The data sets were processed and scaled with HKL-2000⁷⁸. The crystal structures of Cpz10 was determined by molecular replacement (MR) and a PHASER software in CCP4⁷⁹. The crystal structure of Hyps (Protein Data Bank (PDB) code 4P7W) was used as the search model. All structures were further refined using REFMAC⁸⁰. Subsequent iterative cycles of model building and refinement were performed by COOT⁸¹ and PHENIX⁸². All non-hydrogen atoms were refined with anisotropic displacement parameters (ADP). Both rigid body and real space refinement were applied. Both bulk-solvent correction and anisotropic scaling were also implemented. Refinement was carried out using the conjugate-gradient least-squares method in SHELXL, in which non-geometric restraints were applied for Cpz10 conformers. The weights for stereochemical and ADP restraints were optimized by scaling in the PHENIX refinement. Structure models and electron density maps were presented using PyMOL⁸³.

Computational methods

To characterize accurately the physical nature of the intermolecular interactions in the bonds of residue–Fe, αKG–Fe, and Wt–Fe, the active site and the Fe–binding site of Cpz10 were undergone natural bond orbital (NBO) analysis^51,52. To attain this objective, we firstly designed two structural models, one of which includes the Fe (III) cation, Wt91, αKG, and the cited residues, named model I, and the other consists of the Fe (II) cation, Wt56 and Wt89 in addition with the specified residues, named model II. Because of the lack of coordinates of hydrogen atoms in the X-ray structure of Cpz10, each structural model was partly optimized to correctly determine the positions of hydrogen atoms by using the unrestricted hybrid meta–GGA density functional (UM06-2X)⁸⁴ and the standard basis sets of 6–31 G** (for C H N O atoms) and Lanl2dz (for the Fe cations)⁸⁵. The coordinates of non-hydrogen atoms were frozen during the geometry optimization. For the LS, IS, and HS states of Fe (III), the structural model I was separately optimized in three multiplicities of doublet, quartet, and sextet. Likewise, for the LS, IS, and HS states of Fe (II), the geometry optimization of the structural model II was discretely carried out in multiplicities of singlet, triplet, and quintet. Afterwards, NBO analysis was performed on each optimized structural model at the same computational level. All density functional theory (DFT) calculations were done by means of the Gaussian 09 software⁸⁶.
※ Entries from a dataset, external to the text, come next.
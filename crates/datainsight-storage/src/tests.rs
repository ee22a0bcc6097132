//! Store tests (filesystem only; no network).

use super::*;
use tempfile::tempdir;

#[test]
fn test_artifact_key_layout() {
    let key = artifact_key("ctx-1", "task-9", "svg").unwrap();
    let parts: Vec<&str> = key.split('/').collect();
    assert_eq!(parts.len(), 3);
    assert_eq!(parts[0], "ctx-1");
    assert_eq!(parts[1], "task-9");
    let (id, ext) = parts[2].split_once('.').unwrap();
    assert_eq!(ext, "svg");
    assert!(uuid::Uuid::parse_str(id).is_ok());
    assert_ne!(key, artifact_key("ctx-1", "task-9", "svg").unwrap());
}

#[test]
fn test_traversal_rejected() {
    assert!(matches!(
        artifact_key("..", "t", "svg"),
        Err(StoreError::InvalidKey { .. })
    ));
    assert!(artifact_key("a/b", "t", "svg").is_err());
    assert!(artifact_key(".hidden", "t", "svg").is_err());
    assert!(validate_key("a/../b.svg").is_err());
    assert!(validate_key("/abs.svg").is_err());
    assert!(validate_key("a/b/c.svg").is_ok());
}

#[tokio::test]
async fn test_fs_store_writes_file_url() {
    let dir = tempdir().unwrap();
    let store = FsArtifactStore::new(dir.path());
    let key = artifact_key("ctx", "task", "svg").unwrap();

    let url = store.put(&key, b"<svg/>".to_vec(), "image/svg+xml").await.unwrap();
    assert!(url.starts_with("file://"));
    assert!(url.ends_with(".svg"));
    let written = std::fs::read(dir.path().join(&key)).unwrap();
    assert_eq!(written, b"<svg/>");
}

#[tokio::test]
async fn test_fs_store_public_base_url() {
    let dir = tempdir().unwrap();
    let store = FsArtifactStore::new(dir.path())
        .with_public_base_url("https://cdn.example.com/charts")
        .unwrap();

    let url = store.put("c/t/chart.svg", vec![1, 2, 3], "image/svg+xml").await.unwrap();
    assert_eq!(url, "https://cdn.example.com/charts/c/t/chart.svg");
}

#[tokio::test]
async fn test_reserved_url_characters_stay_in_path() {
    let dir = tempdir().unwrap();
    let store = FsArtifactStore::new(dir.path())
        .with_public_base_url("https://static.example.com/charts/")
        .unwrap();
    let key = artifact_key("ctx:1", "t#2?x", "svg").unwrap();

    let url = store.put(&key, b"<svg/>".to_vec(), "image/svg+xml").await.unwrap();
    let parsed = url::Url::parse(&url).unwrap();
    assert_eq!(parsed.host_str(), Some("static.example.com"));
    assert_eq!(parsed.fragment(), None);
    assert_eq!(parsed.query(), None);
    assert!(url.starts_with("https://static.example.com/charts/ctx:1/t%232%3Fx/"));
    let segments: Vec<&str> = parsed.path_segments().unwrap().collect();
    assert_eq!(segments.len(), 4);
    assert!(dir.path().join(&key).exists());

    let file_url = FsArtifactStore::new(dir.path())
        .put(&key, b"<svg/>".to_vec(), "image/svg+xml")
        .await
        .unwrap();
    let path = url::Url::parse(&file_url).unwrap().to_file_path().unwrap();
    assert_eq!(path, dir.path().join(&key));
}

#[tokio::test]
async fn test_fs_store_rejects_bad_key() {
    let dir = tempdir().unwrap();
    let store = FsArtifactStore::new(dir.path());
    let err = store.put("../escape.svg", vec![], "image/svg+xml").await.unwrap_err();
    assert!(matches!(err, StoreError::InvalidKey { .. }));
    assert!(!dir.path().parent().unwrap().join("escape.svg").exists());
}

#[cfg(feature = "http")]
#[test]
fn test_http_store_urls() {
    let store = HttpArtifactStore::new(HttpStoreConfig::new("https://storage.local/", "charts")).unwrap();
    assert_eq!(
        store.url_for("c/t/x.svg").unwrap().as_str(),
        "https://storage.local/charts/c/t/x.svg"
    );
    assert_eq!(
        store.url_for("ctx:1/t#2/x.svg").unwrap().as_str(),
        "https://storage.local/charts/ctx:1/t%232/x.svg"
    );
    assert!(HttpArtifactStore::new(HttpStoreConfig::new("ftp://storage.local", "charts")).is_err());
    assert!(HttpArtifactStore::new(HttpStoreConfig::new("https://storage.local", "")).is_err());
}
Setup CPZ–α-KG Complex for MD simulation

The crystal structure of CPZ–αKG was used as initial coordinateness for molecular dynamics (MD) simulation utilizing NAMD program package⁸⁷. To attain this objective, firstly, the protein topology file of CHARMM36 force field⁸⁸ was applied to create topology entries of αKG and Fe ions as well as to add the missing hydrogen atoms to the non-hydrogen atoms of CPZ protein by employing the VMD software⁸⁹. Secondly, the CPZ–αKG complex was located in a periodic rectangular box comprising a 12 Å layer of TIP3P water molecules. Afterwards, counter sodium and chloride ions were added to the surface of protein to neutralize the total charge of the protein–water system. Thirdly, this neutral solvated CPZ–αKG system was initially simulated for 2 ns in the NPT ensemble at 310 K and 1 atm and then the MD simulation was continued for 10 ns in the NVT ensemble. Simulations in both ensembles were performed with time step 1 fs and by using the SHAKE algorithm. Particle Mesh Ewald (PME) approach was applied to calculate the electrostatic interactions, whereas a 12 Å cut off was imposed on van der Waals interactions modeled by the Lennard–Jones potential.